Author(s): Zhenja Pimpireva
Subject(s): Anthropology
Published by: Институт за етнология и фолклористика с Етнографски музей при БАН

Summary/Abstract: The interest toward nomads and nomadity in historical and modern aspects has been existing for a long period of time among scholars from different fields of science, who have dedicated to them theoretical studies as well as works on practical problems. Research work among the karakachans known all over the Balkan Peninsular as nomadic shepherds of huge sheepflocks and having preserved the same way of life and the same occupation until as far as the middle of the present century, gives opportunity more details to be added to the exclusive picture of nomadity. This study aims to represent the karakachans’ camp (company, “badzhyo”, “odzhak”), which is one of the chief characteristics of karakachans as nomads. The author outsteps the limits of the popular approach to the karakachans’ company as a lineal organization, a stock-breeding association or something sharing both characteristics and defines it as a pastoral nomadic community which existed and played an important role in the economic and social life of the nomadic shepherds under various socio-economic conditions up to their shift to a settled way of life.

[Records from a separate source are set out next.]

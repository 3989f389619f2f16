use std::sync::Arc;

use chrono::Utc;
use rand::{rngs::StdRng, SeedableRng};

use crate::{
    config::Config,
    models::{RecommendationResponse, SkinProfile},
    services::{
        aggregator::{build_queries, gather_candidates},
        catalog::CatalogProvider,
        routine::plan_routine,
        selection::{select_products, SelectionLimits},
        weighting::calculate_weights,
    },
};

/// Tunables for one recommendation run
#[derive(Debug, Clone, Copy)]
pub struct RecommendationSettings {
    pub per_query_limit: usize,
    pub limits: SelectionLimits,
    /// Fixed RNG seed; entropy-seeded per request when unset
    pub seed: Option<u64>,
}

impl Default for RecommendationSettings {
    fn default() -> Self {
        Self {
            per_query_limit: 2,
            limits: SelectionLimits::default(),
            seed: None,
        }
    }
}

impl From<&Config> for RecommendationSettings {
    fn from(config: &Config) -> Self {
        Self {
            per_query_limit: config.per_query_limit,
            limits: SelectionLimits {
                max_total: config.max_recommendations,
                per_category: config.category_cap,
            },
            seed: config.recommendation_seed,
        }
    }
}

/// Generates a personalized routine and product list
///
/// Flow: routine for the skin type, routine plus specialized queries, catalog
/// fan-out, weighting against the profile, capped weighted selection.
#[derive(Clone)]
pub struct RecommendationService {
    catalog: Arc<dyn CatalogProvider>,
    settings: RecommendationSettings,
}

impl RecommendationService {
    pub fn new(catalog: Arc<dyn CatalogProvider>, settings: RecommendationSettings) -> Self {
        Self { catalog, settings }
    }

    fn rng(&self) -> StdRng {
        match self.settings.seed {
            Some(seed) => StdRng::seed_from_u64(seed),
            None => StdRng::from_entropy(),
        }
    }

    /// Builds recommendations for an already validated profile
    pub async fn recommend(&self, profile: &SkinProfile) -> RecommendationResponse {
        let routine = plan_routine(&profile.skin_type);
        let queries = build_queries(&routine, profile);

        tracing::info!(
            skin_type = %profile.skin_type,
            steps = routine.len(),
            queries = queries.len(),
            catalog = %self.catalog.name(),
            "Gathering recommendation candidates"
        );

        let pool = gather_candidates(
            Arc::clone(&self.catalog),
            queries,
            self.settings.per_query_limit,
        )
        .await;
        let pool_size = pool.len();

        let weighted = calculate_weights(pool, profile);
        let products = select_products(weighted, self.settings.limits, &mut self.rng());

        tracing::info!(
            pool_size,
            selected = products.len(),
            "Recommendations selected"
        );

        RecommendationResponse {
            routine,
            products,
            generated_at: Utc::now(),
        }
    }
}

#[cfg(test)]
mod tests {
    use super::*;
    use crate::{
        models::Candidate,
        services::{catalog::MockCatalogProvider, selection::ProductCategory},
    };
    use std::collections::HashMap;

    fn catalog_returning_per_query(count: usize) -> MockCatalogProvider {
        let mut mock = MockCatalogProvider::new();
        mock.expect_lookup().returning(move |query, limit| {
            (0..count.min(limit))
                .map(|i| {
                    Candidate::new(
                        format!("{} {}", query, i),
                        "₹499",
                        format!("https://shop.test/{}/{}", query.replace(' ', "-"), i),
                        "",
                        "mock",
                        query,
                    )
                })
                .collect()
        });
        mock.expect_name().return_const("mock".to_string());
        mock
    }

    fn seeded(seed: u64) -> RecommendationSettings {
        RecommendationSettings {
            seed: Some(seed),
            ..RecommendationSettings::default()
        }
    }

    #[tokio::test]
    async fn test_recommend_respects_caps() {
        let service = RecommendationService::new(Arc::new(catalog_returning_per_query(2)), seeded(7));
        let profile = SkinProfile {
            acne_level: 4,
            sensitivity: 3,
            concerns: vec!["Acne".to_string()],
            ..SkinProfile::new("Oily")
        };

        let response = service.recommend(&profile).await;

        assert_eq!(response.routine.len(), 5);
        assert!(!response.products.is_empty());
        assert!(response.products.len() <= 15);

        let mut counts: HashMap<ProductCategory, usize> = HashMap::new();
        for product in &response.products {
            *counts.entry(ProductCategory::classify(&product.name)).or_insert(0) += 1;
        }
        assert!(counts.values().all(|&n| n <= 4));
    }

    #[tokio::test]
    async fn test_seeded_service_is_reproducible() {
        let profile = SkinProfile::new("Dry");
        let first = RecommendationService::new(Arc::new(catalog_returning_per_query(2)), seeded(11))
            .recommend(&profile)
            .await;
        let second = RecommendationService::new(Arc::new(catalog_returning_per_query(2)), seeded(11))
            .recommend(&profile)
            .await;
        assert_eq!(first.products, second.products);
    }

    #[tokio::test]
    async fn test_empty_catalog_yields_routine_without_products() {
        let service = RecommendationService::new(Arc::new(catalog_returning_per_query(0)), seeded(1));
        let response = service.recommend(&SkinProfile::new("Sensitive")).await;
        assert_eq!(response.routine.len(), 5);
        assert!(response.products.is_empty());
    }

    #[tokio::test]
    async fn test_unknown_skin_type_still_uses_specialized_queries() {
        let mut mock = MockCatalogProvider::new();
        // Defaults: acne 2, sensitivity 2, Medium tone => 9 specialized queries
        mock.expect_lookup().times(9).returning(|_, _| Vec::new());
        mock.expect_name().return_const("mock".to_string());

        let service = RecommendationService::new(Arc::new(mock), seeded(1));
        let response = service.recommend(&SkinProfile::new("Martian")).await;
        assert!(response.routine.is_empty());
        assert!(response.products.is_empty());
    }

    #[test]
    fn test_settings_from_config() {
        let config = Config {
            per_query_limit: 3,
            max_recommendations: 10,
            category_cap: 2,
            recommendation_seed: Some(9),
            ..Config::default()
        };
        let settings = RecommendationSettings::from(&config);
        assert_eq!(settings.per_query_limit, 3);
        assert_eq!(settings.limits.max_total, 10);
        assert_eq!(settings.limits.per_category, 2);
        assert_eq!(settings.seed, Some(9));
    }
}
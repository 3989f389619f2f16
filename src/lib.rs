pub mod analysis;
pub mod config;
pub mod error;
pub mod middleware;
pub mod models;
pub mod routes;
pub mod services;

It is the separate karakachans’ companies which are the material manifestation of the karakachans’ society. Being the only territorial communities they exist a bit independently and isolated from one another and from the settled population. Hence, the karakachans’ company can be regarded as a social suborganism while when surrounded by other ethnic groups – as an ethnosocial suborganism. The nomadic community died out after the karakachans’ shift to a settled way of life, when lost of its functions has been taken up by another social unity – the family.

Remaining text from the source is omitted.